Here's what I'm doing (tried both in the vhost as in .htaccess, results are the same)
SetEnvIf HOST thishost THETAG=noindex
Header set X-Robots-Tag "%{THETAG}e" env=THETAG
Header set X-Robots-Test "Yes"
So basically, the X-Robots-Test header should always be present. The X-Robots-Tag should only be present if the THETAG header is set, which is only set if the host header contains "thishost".
The RewriteRule looks something like this, so basically a 301 redirect from page1 to page2
RewriteRule page1 page2 [L,R=301]
When a request is made to page2, the headers are show correctly, but when the request is made to page1 (and redirected by mod_rewrite) the headers are not present (not even the test header).

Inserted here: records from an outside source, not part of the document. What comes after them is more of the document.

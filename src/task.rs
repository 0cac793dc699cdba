//! Task lifecycle primitives: stop tokens and joinable handles
//!
//! **Why**: Every long-running piece of this engine — decode producers,
//! transform workers, playback — must stop on demand and be *awaited* before
//! the caller may reuse the display sink or reset shared records. A dropped
//! sender is the stop signal: it needs no extra state, it wakes timed waits
//! immediately, and it cannot be missed.
//!
//! **Used by**: Pipeline (producer + worker cancellation), PlaybackScheduler
//! (cancellable frame sleep), Viewer (cancel-before-start discipline)

use crossbeam_channel::{Receiver, RecvTimeoutError, Sender, TryRecvError, bounded};
use log::debug;
use std::thread;
use std::time::Duration;

/// Cancellation signal observed by a running task. Cloneable so one stop
/// order reaches a producer and its whole worker pool.
#[derive(Clone)]
pub struct StopToken {
    rx: Receiver<()>,
}

impl StopToken {
    /// Has the owning handle been dropped?
    pub fn is_stopped(&self) -> bool {
        matches!(self.rx.try_recv(), Err(TryRecvError::Disconnected))
    }

    /// Sleep for `timeout` or until stopped, whichever comes first.
    /// Returns true if the task was stopped.
    pub fn wait(&self, timeout: Duration) -> bool {
        matches!(
            self.rx.recv_timeout(timeout),
            Err(RecvTimeoutError::Disconnected)
        )
    }

    /// A token that is already stopped (for tests and degenerate paths).
    pub fn stopped() -> Self {
        let (tx, rx) = bounded::<()>(0);
        drop(tx);
        Self { rx }
    }

    /// A token that never stops on its own.
    pub fn never() -> (StopGuard, Self) {
        let (tx, rx) = bounded::<()>(0);
        (StopGuard { _tx: tx }, Self { rx })
    }
}

/// Keeps a paired `StopToken` un-stopped for as long as it lives.
pub struct StopGuard {
    _tx: Sender<()>,
}

/// A named background task. Cancelling drops the stop sender and joins the
/// thread, so by the time `cancel` returns the task has acknowledged.
pub struct Task {
    name: String,
    stop: Option<Sender<()>>,
    handle: Option<thread::JoinHandle<()>>,
}

impl Task {
    /// Spawn `f` on its own thread with a fresh stop token.
    pub fn spawn<F>(name: &str, f: F) -> Self
    where
        F: FnOnce(StopToken) + Send + 'static,
    {
        let (tx, rx) = bounded::<()>(0);
        let token = StopToken { rx };
        let handle = thread::Builder::new()
            .name(name.to_string())
            .spawn(move || f(token))
            .expect("Failed to spawn task thread");
        debug!("Task {} started", name);
        Self {
            name: name.to_string(),
            stop: Some(tx),
            handle: Some(handle),
        }
    }

    /// Signal stop and wait for the task to finish.
    pub fn cancel(mut self) {
        self.cancel_inner();
    }

    /// Wait for natural completion without signalling (keeps the token live
    /// until the thread exits on its own).
    pub fn join(mut self) {
        if let Some(handle) = self.handle.take() {
            let _ = handle.join();
        }
        self.stop = None;
    }

    fn cancel_inner(&mut self) {
        // Dropping the sender disconnects every cloned token
        self.stop = None;
        if let Some(handle) = self.handle.take() {
            let _ = handle.join();
            debug!("Task {} stopped", self.name);
        }
    }
}

impl Drop for Task {
    fn drop(&mut self) {
        self.cancel_inner();
    }
}

#[cfg(test)]
mod tests {
    use super::*;
    use std::sync::Arc;
    use std::sync::atomic::{AtomicBool, AtomicUsize, Ordering};
    use std::time::Instant;

    /// Test: a live token reports not-stopped and waits full timeouts
    #[test]
    fn test_token_live() {
        let (_guard, token) = StopToken::never();
        assert!(!token.is_stopped());

        let start = Instant::now();
        assert!(!token.wait(Duration::from_millis(30)));
        assert!(start.elapsed() >= Duration::from_millis(30));
    }

    /// Test: cancel interrupts a timed wait early and joins the thread
    #[test]
    fn test_cancel_interrupts_wait() {
        let stopped = Arc::new(AtomicBool::new(false));
        let stopped2 = Arc::clone(&stopped);

        let task = Task::spawn("test-wait", move |stop| {
            // Far longer than the test runs; cancel must cut it short
            if stop.wait(Duration::from_secs(30)) {
                stopped2.store(true, Ordering::Relaxed);
            }
        });

        let start = Instant::now();
        task.cancel();
        assert!(start.elapsed() < Duration::from_secs(5));
        assert!(stopped.load(Ordering::Relaxed));
    }

    /// Test: cancel returns only after the task body has finished
    #[test]
    fn test_cancel_joins() {
        let steps = Arc::new(AtomicUsize::new(0));
        let steps2 = Arc::clone(&steps);

        let task = Task::spawn("test-join", move |stop| {
            while !stop.wait(Duration::from_millis(1)) {}
            // Post-stop cleanup must be visible after cancel()
            std::thread::sleep(Duration::from_millis(20));
            steps2.fetch_add(1, Ordering::SeqCst);
        });

        std::thread::sleep(Duration::from_millis(10));
        task.cancel();
        assert_eq!(steps.load(Ordering::SeqCst), 1);
    }

    /// Test: cloned tokens all observe the same stop order
    #[test]
    fn test_cloned_tokens() {
        let (guard, token) = StopToken::never();
        let clones: Vec<StopToken> = (0..4).map(|_| token.clone()).collect();
        drop(guard);
        assert!(token.is_stopped());
        for c in &clones {
            assert!(c.is_stopped());
        }
    }

    /// Test: pre-stopped token
    #[test]
    fn test_stopped() {
        let token = StopToken::stopped();
        assert!(token.is_stopped());
        assert!(token.wait(Duration::from_millis(1)));
    }
}
//! Animation record: the cached unit of decoded playback state
//!
//! **Why**: Decode and playback overlap — the pipeline appends frames while
//! the scheduler is already presenting the prefix. The record is the shared
//! structure both sides agree on: frames and their delays move together under
//! one lock, progress counters are atomic, and the undecoded source handle is
//! kept around so a resume or rotation change never re-opens storage.
//!
//! **Used by**: Pipeline (append-only writer), PlaybackScheduler (indexed
//! reader), BoundedCache (owner; `mem()` feeds the size estimator)
//!
//! # Geometry
//!
//! Target dimensions are plain values captured at creation. A record never
//! resizes in place: when canvas geometry changes, the whole cache is
//! cleared and fresh records are created at the new dimensions.

use std::sync::atomic::{AtomicBool, AtomicUsize, Ordering};
use std::sync::{Arc, Mutex};
use std::time::Duration;

use crate::frame::DisplayFrame;
use crate::source::ImageSource;

struct AnimationData {
    frames: Vec<Arc<DisplayFrame>>,
    delays: Vec<Duration>,
    /// Undecoded source, parked here between decode passes
    source: Option<Box<dyn ImageSource>>,
}

/// Ordered display-ready frames plus per-frame timing and loading state.
pub struct Animation {
    data: Mutex<AnimationData>,
    /// Raw frames pushed to the transform queue so far (readable mid-load)
    frame_count: AtomicUsize,
    finished_loading: AtomicBool,
    width: u32,
    height: u32,
}

impl Animation {
    /// Fresh empty record for the given target box.
    pub fn new(width: u32, height: u32) -> Self {
        Self {
            data: Mutex::new(AnimationData {
                frames: Vec::new(),
                delays: Vec::new(),
                source: None,
            }),
            frame_count: AtomicUsize::new(0),
            finished_loading: AtomicBool::new(false),
            width,
            height,
        }
    }

    /// Target box dimensions fixed at creation.
    pub fn dimensions(&self) -> (u32, u32) {
        (self.width, self.height)
    }

    /// Number of display-ready frames appended so far.
    pub fn len(&self) -> usize {
        self.data.lock().expect("lock").frames.len()
    }

    pub fn is_empty(&self) -> bool {
        self.len() == 0
    }

    /// Append one transformed frame together with its delay.
    pub fn push_frame(&self, frame: DisplayFrame, delay: Duration) {
        let mut data = self.data.lock().expect("lock");
        data.frames.push(Arc::new(frame));
        data.delays.push(delay);
    }

    /// Frame and recorded delay at `index`, if appended yet.
    pub fn frame_at(&self, index: usize) -> Option<(Arc<DisplayFrame>, Duration)> {
        let data = self.data.lock().expect("lock");
        let frame = data.frames.get(index)?;
        Some((Arc::clone(frame), data.delays[index]))
    }

    /// Raw frames submitted to the transform queue so far.
    pub fn frame_count(&self) -> usize {
        self.frame_count.load(Ordering::Relaxed)
    }

    /// Record that raw frames up to `count` have been submitted. Passes may
    /// overlap after a resume, so the counter only moves forward.
    pub fn note_frame_count(&self, count: usize) {
        self.frame_count.fetch_max(count, Ordering::Relaxed);
    }

    pub fn finished_loading(&self) -> bool {
        self.finished_loading.load(Ordering::Relaxed)
    }

    pub fn set_finished(&self, finished: bool) {
        self.finished_loading.store(finished, Ordering::Relaxed);
    }

    /// Take the parked source handle for a decode pass.
    pub fn take_source(&self) -> Option<Box<dyn ImageSource>> {
        self.data.lock().expect("lock").source.take()
    }

    /// Park the source handle for the next pass.
    pub fn store_source(&self, source: Box<dyn ImageSource>) {
        self.data.lock().expect("lock").source = Some(source);
    }

    pub fn has_source(&self) -> bool {
        self.data.lock().expect("lock").source.is_some()
    }

    /// Drop all decoded frames and progress but keep the parked source, so a
    /// re-derivation (rotation change) skips the storage round-trip.
    pub fn reset_frames(&self) {
        let mut data = self.data.lock().expect("lock");
        data.frames.clear();
        data.delays.clear();
        self.frame_count.store(0, Ordering::Relaxed);
        self.finished_loading.store(false, Ordering::Relaxed);
    }

    /// Approximate memory footprint: decoded pixel buffers dominate.
    pub fn mem(&self) -> usize {
        let data = self.data.lock().expect("lock");
        data.frames.iter().map(|f| f.mem()).sum()
    }
}

impl std::fmt::Debug for Animation {
    fn fmt(&self, f: &mut std::fmt::Formatter<'_>) -> std::fmt::Result {
        f.debug_struct("Animation")
            .field("dimensions", &(self.width, self.height))
            .field("len", &self.len())
            .field("frame_count", &self.frame_count())
            .field("finished_loading", &self.finished_loading())
            .finish()
    }
}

When a redirect is initiated from a PHP script rather than mod_rewrite, it does show the headers so I assume the problem is that mod_rewrite is taking precedence on mod_headers. Is there any way to fix this?
Best Answer
As @Zimmi said in the comments, Headers are only applied on "Success" responses (HTTP 2xx codes). Redirects are 3xx codes and therefore won't get the header.
If you're using
Header set …
then useHeader always set …
. If you're using a different action (add, append, etc) then use the appropriate action.Note, though, that you shouldn't blindly "always set". From the documents:
For HSTS headers (which is what I was trying to add to domain cannonicalisation) then it seems to be the correct approach.